Compared to the Canon PowerShot G12

While the G1 X may initially appear to be a G12 with a slightly lumpier lens on the front, putting them side-by-side makes clear that Canon hasn't quite achieved the impossible: it hasn't fitted a sensor six times larger into the same body size. However, it's done a great job of minimizing the difference. With the lens retracted, the G1 X is 5mm wider and 17mm thicker than the already brick-like G12. Note though that the G1 X has a narrower lens range, that extends only to 112mm-equivalent (as opposed to the G12's 140mm equivalent).

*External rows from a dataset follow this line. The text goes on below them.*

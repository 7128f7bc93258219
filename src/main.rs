//! Replays a recorded editing session and prints the resulting annotations.
//!
//! Usage: `rvat-replay [--config <path>] <script.json>`

#[cfg(not(target_arch = "wasm32"))]
mod cli {
    use std::path::PathBuf;
    use std::process::ExitCode;

    use clap::Parser;
    use rvat::replay::{SessionScript, run_script};
    use rvat::{EngineConfig, LogLevel};

    #[derive(Parser, Debug)]
    #[command(
        name = "rvat-replay",
        about = "Replay a recorded annotation session and print the result as JSON"
    )]
    pub struct Args {
        /// Engine configuration file (defaults to the user config directory)
        #[arg(short, long, value_name = "PATH")]
        pub config: Option<PathBuf>,
        /// Session script to replay
        #[arg(value_name = "SCRIPT")]
        pub script: PathBuf,
    }

    /// Install the logger before anything can log.
    /// Returns true when `RUST_LOG` controls the level.
    fn init_logging() -> bool {
        let from_env = std::env::var_os(env_logger::DEFAULT_FILTER_ENV).is_some();
        let mut builder = env_logger::Builder::from_env(env_logger::Env::default());
        if !from_env {
            builder.filter_level(log::LevelFilter::Trace);
        }
        builder.init();
        if !from_env {
            log::set_max_level(LogLevel::default().to_level_filter());
        }
        from_env
    }

    fn load_config(path: Option<&PathBuf>) -> Result<EngineConfig, String> {
        if let Some(path) = path {
            return EngineConfig::load_from(path).map_err(|e| format!("{:?}: {}", path, e));
        }
        let Some(path) = EngineConfig::default_path() else {
            return Ok(EngineConfig::default());
        };

        EngineConfig::load_if_exists(&path)
            .map(Option::unwrap_or_default)
            .map_err(|e| format!("{:?}: {}", path, e))
    }

    fn run(args: &Args) -> Result<String, String> {
        let level_from_env = init_logging();
        let config = load_config(args.config.as_ref())?;
        if !level_from_env {
            log::set_max_level(config.log_level.to_level_filter());
        }

        let script =
            SessionScript::load(&args.script).map_err(|e| format!("{:?}: {}", args.script, e))?;
        let report = run_script(&script, &config).map_err(|e| e.to_string())?;
        serde_json::to_string_pretty(&report).map_err(|e| e.to_string())
    }

    pub fn main() -> ExitCode {
        let args = Args::parse();

        match run(&args) {
            Ok(json) => {
                println!("{}", json);
                ExitCode::SUCCESS
            }
            Err(e) => {
                eprintln!("error: {}", e);
                ExitCode::FAILURE
            }
        }
    }

    #[cfg(test)]
    mod tests {
        use clap::CommandFactory;

        use super::*;

        #[test]
        fn test_command_is_well_formed() {
            Args::command().debug_assert();
        }

        #[test]
        fn test_parse_config_and_script() {
            let args = Args::try_parse_from(["rvat-replay", "-c", "engine.json", "session.json"])
                .unwrap();
            assert_eq!(args.config, Some(PathBuf::from("engine.json")));
            assert_eq!(args.script, PathBuf::from("session.json"));

            let args = Args::try_parse_from(["rvat-replay", "session.json"]).unwrap();
            assert_eq!(args.config, None);
        }

        #[test]
        fn test_script_is_required() {
            assert!(Args::try_parse_from(["rvat-replay", "--config", "engine.json"]).is_err());
        }
    }
}

#[cfg(not(target_arch = "wasm32"))]
fn main() -> std::process::ExitCode {
    cli::main()
}

// The replay driver needs a filesystem
#[cfg(target_arch = "wasm32")]
fn main() {}
//! Model runtimes and single-flight loading.
//!
//! A `ModelRuntime` wraps whatever actually runs the detector. The service
//! never calls `load` directly; it goes through a `LoadGate` so concurrent
//! callers share one in-flight load and see its outcome.

use std::sync::atomic::{AtomicBool, AtomicUsize, Ordering};
use std::sync::{Condvar, Mutex, MutexGuard, PoisonError};
use std::time::Duration;

use ndarray::Array4;

use super::classes::COCO_CLASSES;
use super::postprocess::RECORD_LEN;
use crate::geometry::BoundingBox;

/// Default square input size of the model.
pub const DEFAULT_INPUT_SIZE: u32 = 640;

/// Something that can load and run the object detector.
pub trait ModelRuntime: Send + Sync {
    /// Load the model. Must be idempotent.
    fn load(&self) -> Result<(), String>;

    /// Release the model. The next `load` starts over.
    fn unload(&self) {}

    /// Run the model on an NCHW `[1, 3, S, S]` input.
    ///
    /// Returns flat records of `RECORD_LEN` floats each.
    fn infer(&self, input: &Array4<f32>) -> Result<Vec<f32>, String>;

    /// Side length `S` of the square input.
    fn input_size(&self) -> u32 {
        DEFAULT_INPUT_SIZE
    }
}

/// Load state reported to the UI.
#[derive(Debug, Clone, PartialEq, Eq)]
pub enum ModelStatus {
    /// Never loaded, or shut down
    Unloaded,
    /// A load is in flight
    Loading,
    /// Loaded and ready for inference
    Ready,
    /// The last load failed; the next request retries
    Failed(String),
}

impl ModelStatus {
    pub fn is_ready(&self) -> bool {
        matches!(self, ModelStatus::Ready)
    }
}

// ============================================================================
// Single-flight load gate
// ============================================================================

#[derive(Debug, Clone, Copy, PartialEq, Eq)]
enum LoadPhase {
    Idle,
    Loading,
    Ready,
}

#[derive(Debug)]
struct GateState {
    phase: LoadPhase,
    /// Incremented every time a load starts
    flight: u64,
    /// Flight number and message of the most recent failure
    last_failure: Option<(u64, String)>,
}

/// Mutex + condvar gate that runs at most one load at a time.
#[derive(Debug)]
pub struct LoadGate {
    state: Mutex<GateState>,
    done: Condvar,
}

impl Default for LoadGate {
    fn default() -> Self {
        Self::new()
    }
}

impl LoadGate {
    pub fn new() -> Self {
        Self {
            state: Mutex::new(GateState {
                phase: LoadPhase::Idle,
                flight: 0,
                last_failure: None,
            }),
            done: Condvar::new(),
        }
    }

    fn lock(&self) -> MutexGuard<'_, GateState> {
        self.state.lock().unwrap_or_else(PoisonError::into_inner)
    }

    /// Run `load` unless a load already succeeded or is in flight.
    ///
    /// Callers arriving during a flight block until it finishes and get its
    /// result. A failed flight leaves the gate idle so the next call retries.
    pub fn ensure_loaded<F>(&self, load: F) -> Result<(), String>
    where
        F: FnOnce() -> Result<(), String>,
    {
        let mut state = self.lock();
        loop {
            match state.phase {
                LoadPhase::Ready => return Ok(()),
                LoadPhase::Idle => break,
                LoadPhase::Loading => {
                    let flight = state.flight;
                    log::debug!("Model load #{} in flight, waiting", flight);
                    while state.phase == LoadPhase::Loading && state.flight == flight {
                        state = self
                            .done
                            .wait(state)
                            .unwrap_or_else(PoisonError::into_inner);
                    }
                    if let Some((failed, message)) = &state.last_failure {
                        if *failed == flight {
                            return Err(message.clone());
                        }
                    }
                }
            }
        }

        state.phase = LoadPhase::Loading;
        state.flight += 1;
        let flight = state.flight;
        drop(state);

        log::info!("Loading detection model (attempt #{})", flight);
        let result = load();

        let mut state = self.lock();
        match &result {
            Ok(()) => {
                state.phase = LoadPhase::Ready;
                state.last_failure = None;
                log::info!("Detection model ready");
            }
            Err(message) => {
                state.phase = LoadPhase::Idle;
                state.last_failure = Some((flight, message.clone()));
                log::warn!("Detection model load failed: {}", message);
            }
        }
        drop(state);
        self.done.notify_all();

        result
    }

    /// Forget a completed load so the next call loads again.
    pub fn reset(&self) {
        let mut state = self.lock();
        if state.phase == LoadPhase::Ready {
            state.phase = LoadPhase::Idle;
        }
        state.last_failure = None;
    }

    pub fn status(&self) -> ModelStatus {
        let state = self.lock();
        match (state.phase, &state.last_failure) {
            (LoadPhase::Ready, _) => ModelStatus::Ready,
            (LoadPhase::Loading, _) => ModelStatus::Loading,
            (LoadPhase::Idle, Some((_, message))) => ModelStatus::Failed(message.clone()),
            (LoadPhase::Idle, None) => ModelStatus::Unloaded,
        }
    }
}

// ============================================================================
// Built-in runtimes
// ============================================================================

/// A runtime that never loads. Every detection uses the fallback square.
#[derive(Debug, Clone)]
pub struct UnavailableRuntime {
    reason: String,
}

impl UnavailableRuntime {
    pub fn new(reason: impl Into<String>) -> Self {
        Self {
            reason: reason.into(),
        }
    }
}

impl Default for UnavailableRuntime {
    fn default() -> Self {
        Self::new("no detection model configured")
    }
}

impl ModelRuntime for UnavailableRuntime {
    fn load(&self) -> Result<(), String> {
        Err(self.reason.clone())
    }

    fn infer(&self, _input: &Array4<f32>) -> Result<Vec<f32>, String> {
        Err(self.reason.clone())
    }
}

/// A runtime that replays canned output.
///
/// Used for headless replays and tests. Loads can be delayed or made to
/// fail a number of times; every call to `load` is counted.
#[derive(Debug, Default)]
pub struct ScriptedRuntime {
    output: Vec<f32>,
    input_size: Option<u32>,
    load_delay: Duration,
    failing_loads: AtomicUsize,
    inference_error: Option<String>,
    loads: AtomicUsize,
    inferences: AtomicUsize,
    loaded: AtomicBool,
}

impl ScriptedRuntime {
    /// Runtime whose every inference returns `output`.
    pub fn new(output: Vec<f32>) -> Self {
        Self {
            output,
            ..Default::default()
        }
    }

    /// Runtime returning one record per `(bbox, class name, score)`.
    ///
    /// Boxes are in input-grid units. Each record carries objectness 1 and
    /// `score` for its class. Unknown class names are skipped.
    pub fn with_boxes(boxes: &[(BoundingBox, &str, f32)]) -> Self {
        let mut output = Vec::with_capacity(boxes.len() * RECORD_LEN);
        for (bbox, class, score) in boxes {
            match COCO_CLASSES.iter().position(|c| c == class) {
                Some(class_id) => output.extend(encode_record(bbox, class_id, *score)),
                None => log::warn!("Unknown class '{}' in scripted output", class),
            }
        }
        Self::new(output)
    }

    pub fn with_input_size(mut self, input_size: u32) -> Self {
        self.input_size = Some(input_size);
        self
    }

    pub fn with_load_delay(mut self, delay: Duration) -> Self {
        self.load_delay = delay;
        self
    }

    /// Fail the first `count` loads.
    pub fn failing_loads(self, count: usize) -> Self {
        self.failing_loads.store(count, Ordering::SeqCst);
        self
    }

    /// Fail every inference with `message`.
    pub fn failing_inference(mut self, message: impl Into<String>) -> Self {
        self.inference_error = Some(message.into());
        self
    }

    /// Number of times `load` was called.
    pub fn load_count(&self) -> usize {
        self.loads.load(Ordering::SeqCst)
    }

    /// Number of times `infer` was called.
    pub fn inference_count(&self) -> usize {
        self.inferences.load(Ordering::SeqCst)
    }
}

impl ModelRuntime for ScriptedRuntime {
    fn load(&self) -> Result<(), String> {
        let attempt = self.loads.fetch_add(1, Ordering::SeqCst) + 1;
        if !self.load_delay.is_zero() {
            std::thread::sleep(self.load_delay);
        }

        let remaining = self.failing_loads.load(Ordering::SeqCst);
        if remaining > 0 {
            self.failing_loads.store(remaining - 1, Ordering::SeqCst);
            return Err(format!("scripted load failure (attempt {attempt})"));
        }

        self.loaded.store(true, Ordering::SeqCst);
        Ok(())
    }

    fn unload(&self) {
        self.loaded.store(false, Ordering::SeqCst);
    }

    fn infer(&self, input: &Array4<f32>) -> Result<Vec<f32>, String> {
        self.inferences.fetch_add(1, Ordering::SeqCst);
        if !self.loaded.load(Ordering::SeqCst) {
            return Err("model not loaded".to_string());
        }
        if let Some(message) = &self.inference_error {
            return Err(message.clone());
        }

        let side = self.input_size() as usize;
        if input.shape() != [1, 3, side, side] {
            return Err(format!("unexpected input shape {:?}", input.shape()));
        }
        Ok(self.output.clone())
    }

    fn input_size(&self) -> u32 {
        self.input_size.unwrap_or(DEFAULT_INPUT_SIZE)
    }
}

/// Encode one output record for a box in input-grid units.
pub fn encode_record(bbox: &BoundingBox, class_id: usize, score: f32) -> [f32; RECORD_LEN] {
    let mut record = [0.0; RECORD_LEN];
    let center = bbox.center();
    record[0] = center.x;
    record[1] = center.y;
    record[2] = bbox.width;
    record[3] = bbox.height;
    record[4] = 1.0;
    if let Some(slot) = record.get_mut(5 + class_id) {
        *slot = score;
    }
    record
}

// ============================================================================
// Tests
// ============================================================================
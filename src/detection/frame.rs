//! Frame capture and model input preparation.

use image::RgbImage;
use image::imageops::{self, FilterType};
use ndarray::Array4;

use crate::geometry::Size;

/// A captured video frame at native resolution.
#[derive(Debug, Clone, PartialEq)]
pub struct CapturedFrame {
    image: RgbImage,
}

impl CapturedFrame {
    pub fn new(image: RgbImage) -> Self {
        Self { image }
    }

    /// Wrap a packed RGB buffer. Returns None if the length does not match.
    pub fn from_raw(width: u32, height: u32, pixels: Vec<u8>) -> Option<Self> {
        RgbImage::from_raw(width, height, pixels).map(Self::new)
    }

    /// A uniformly colored frame.
    pub fn solid(width: u32, height: u32, rgb: [u8; 3]) -> Self {
        Self::new(RgbImage::from_pixel(width, height, image::Rgb(rgb)))
    }

    pub fn width(&self) -> u32 {
        self.image.width()
    }

    pub fn height(&self) -> u32 {
        self.image.height()
    }

    /// Native dimensions in pixels.
    pub fn size(&self) -> Size {
        Size::new(self.image.width() as f32, self.image.height() as f32)
    }

    pub fn image(&self) -> &RgbImage {
        &self.image
    }
}

/// Source of the currently displayed video frame.
pub trait FrameSource {
    /// Whether a frame can be captured right now.
    fn is_ready(&self) -> bool;

    /// Capture the displayed frame at native resolution.
    fn capture(&self) -> Option<CapturedFrame>;
}

/// A frame source that always hands out the same frame (or nothing).
#[derive(Debug, Clone, Default)]
pub struct StaticFrame {
    frame: Option<CapturedFrame>,
}

impl StaticFrame {
    pub fn new(frame: CapturedFrame) -> Self {
        Self { frame: Some(frame) }
    }

    /// A mid-gray frame of the given size.
    pub fn blank(width: u32, height: u32) -> Self {
        Self::new(CapturedFrame::solid(width, height, [114, 114, 114]))
    }

    /// A source that is never ready.
    pub fn not_ready() -> Self {
        Self { frame: None }
    }

    pub fn set_frame(&mut self, frame: Option<CapturedFrame>) {
        self.frame = frame;
    }
}

impl FrameSource for StaticFrame {
    fn is_ready(&self) -> bool {
        self.frame
            .as_ref()
            .is_some_and(|f| f.width() > 0 && f.height() > 0)
    }

    fn capture(&self) -> Option<CapturedFrame> {
        if self.is_ready() {
            self.frame.clone()
        } else {
            None
        }
    }
}

/// Resize a frame to the square model input and lay it out as an NCHW
/// `[1, 3, size, size]` tensor with values in [0, 1].
pub fn preprocess(frame: &CapturedFrame, input_size: u32) -> Array4<f32> {
    let resized = imageops::resize(frame.image(), input_size, input_size, FilterType::Triangle);
    let side = input_size as usize;

    Array4::from_shape_fn((1, 3, side, side), |(_, channel, y, x)| {
        resized.get_pixel(x as u32, y as u32)[channel] as f32 / 255.0
    })
}

#[cfg(test)]
mod tests {
    use super::*;

    #[test]
    fn test_static_frame_readiness() {
        let ready = StaticFrame::blank(32, 16);
        assert!(ready.is_ready());
        let frame = ready.capture().unwrap();
        assert_eq!(frame.size(), Size::new(32.0, 16.0));

        let not_ready = StaticFrame::not_ready();
        assert!(!not_ready.is_ready());
        assert!(not_ready.capture().is_none());
    }

    #[test]
    fn test_from_raw_checks_length() {
        assert!(CapturedFrame::from_raw(2, 2, vec![0; 12]).is_some());
        assert!(CapturedFrame::from_raw(2, 2, vec![0; 11]).is_none());
    }

    #[test]
    fn test_preprocess_layout_and_range() {
        let frame = CapturedFrame::solid(40, 20, [255, 0, 51]);
        let tensor = preprocess(&frame, 8);

        assert_eq!(tensor.shape(), &[1, 3, 8, 8]);
        assert!((tensor[[0, 0, 3, 3]] - 1.0).abs() < 1e-6);
        assert_eq!(tensor[[0, 1, 0, 7]], 0.0);
        assert!((tensor[[0, 2, 7, 0]] - 0.2).abs() < 1e-6);
    }
}
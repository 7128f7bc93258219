//! Class vocabulary of the detection model.

/// The 80-class COCO vocabulary, in model output order.
pub const COCO_CLASSES: [&str; 80] = [
    "person",
    "bicycle",
    "car",
    "motorcycle",
    "airplane",
    "bus",
    "train",
    "truck",
    "boat",
    "traffic light",
    "fire hydrant",
    "stop sign",
    "parking meter",
    "bench",
    "bird",
    "cat",
    "dog",
    "horse",
    "sheep",
    "cow",
    "elephant",
    "bear",
    "zebra",
    "giraffe",
    "backpack",
    "umbrella",
    "handbag",
    "tie",
    "suitcase",
    "frisbee",
    "skis",
    "snowboard",
    "sports ball",
    "kite",
    "baseball bat",
    "baseball glove",
    "skateboard",
    "surfboard",
    "tennis racket",
    "bottle",
    "wine glass",
    "cup",
    "fork",
    "knife",
    "spoon",
    "bowl",
    "banana",
    "apple",
    "sandwich",
    "orange",
    "broccoli",
    "carrot",
    "hot dog",
    "pizza",
    "donut",
    "cake",
    "chair",
    "couch",
    "potted plant",
    "bed",
    "dining table",
    "toilet",
    "tv",
    "laptop",
    "mouse",
    "remote",
    "keyboard",
    "cell phone",
    "microwave",
    "oven",
    "toaster",
    "sink",
    "refrigerator",
    "book",
    "clock",
    "vase",
    "scissors",
    "teddy bear",
    "hair drier",
    "toothbrush",
];

/// Number of class scores per output record.
pub const NUM_CLASSES: usize = COCO_CLASSES.len();

/// Road-relevant classes kept after decoding.
pub const ROAD_CLASSES: [&str; 10] = [
    "car",
    "truck",
    "bus",
    "motorcycle",
    "bicycle",
    "traffic light",
    "stop sign",
    "person",
    "fire hydrant",
    "parking meter",
];

/// Class name for an output index.
pub fn class_name(class_id: usize) -> Option<&'static str> {
    COCO_CLASSES.get(class_id).copied()
}

/// Default allow-list as owned strings (for configuration).
pub fn default_road_classes() -> Vec<String> {
    ROAD_CLASSES.iter().map(|c| c.to_string()).collect()
}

The G12 isn't exactly the smallest of compacts, and the expansion required to accommodate that larger sensor (and the larger lens it requires) have made the G1 X still less portable - although it'll still just about fit into a large jacket or coat pocket. However, for a camera with such a large sensor, useful lens range and a viewfinder, there's little to touch it.

G-series PowerShots have never exactly been 'small' cameras but this doesn't seem to have harmed their popularity. If you visit any major tourist destinations, it's unusual not to encounter a good number of G-series cameras in the hands or around the necks of holidaying sightseers. If people are happy to carry around a camera this size, we'd assume that they'd willingly accept a slight increase in size and weight, if it came with a substantial image quality improvement.

Compared to the Panasonic Lumix DMC-GX1

Here's the G1 X alongside its anagrammatic interchangeable-lens competitor, Panasonic's Lumix DMC-GX1 fitted with the tiny X 14-42mm F3.5-5.6 OIS powerzoom. The Lumix GX1 offers interchangeable lenses, but the Canon G1 X has a larger sensor, longer lens range, optical viewfinder, and articulated LCD.

The G1 X is rather taller than the Lumix GX1, due substantially to its built-in optical finder, but is only marginally thicker despite its longer zoom range and articulated LCD. Of course the GX1 only 'wins' here due to its unique pancake powerzoom - no other kit zoom for mirrorless systems comes close to this degree of compactness.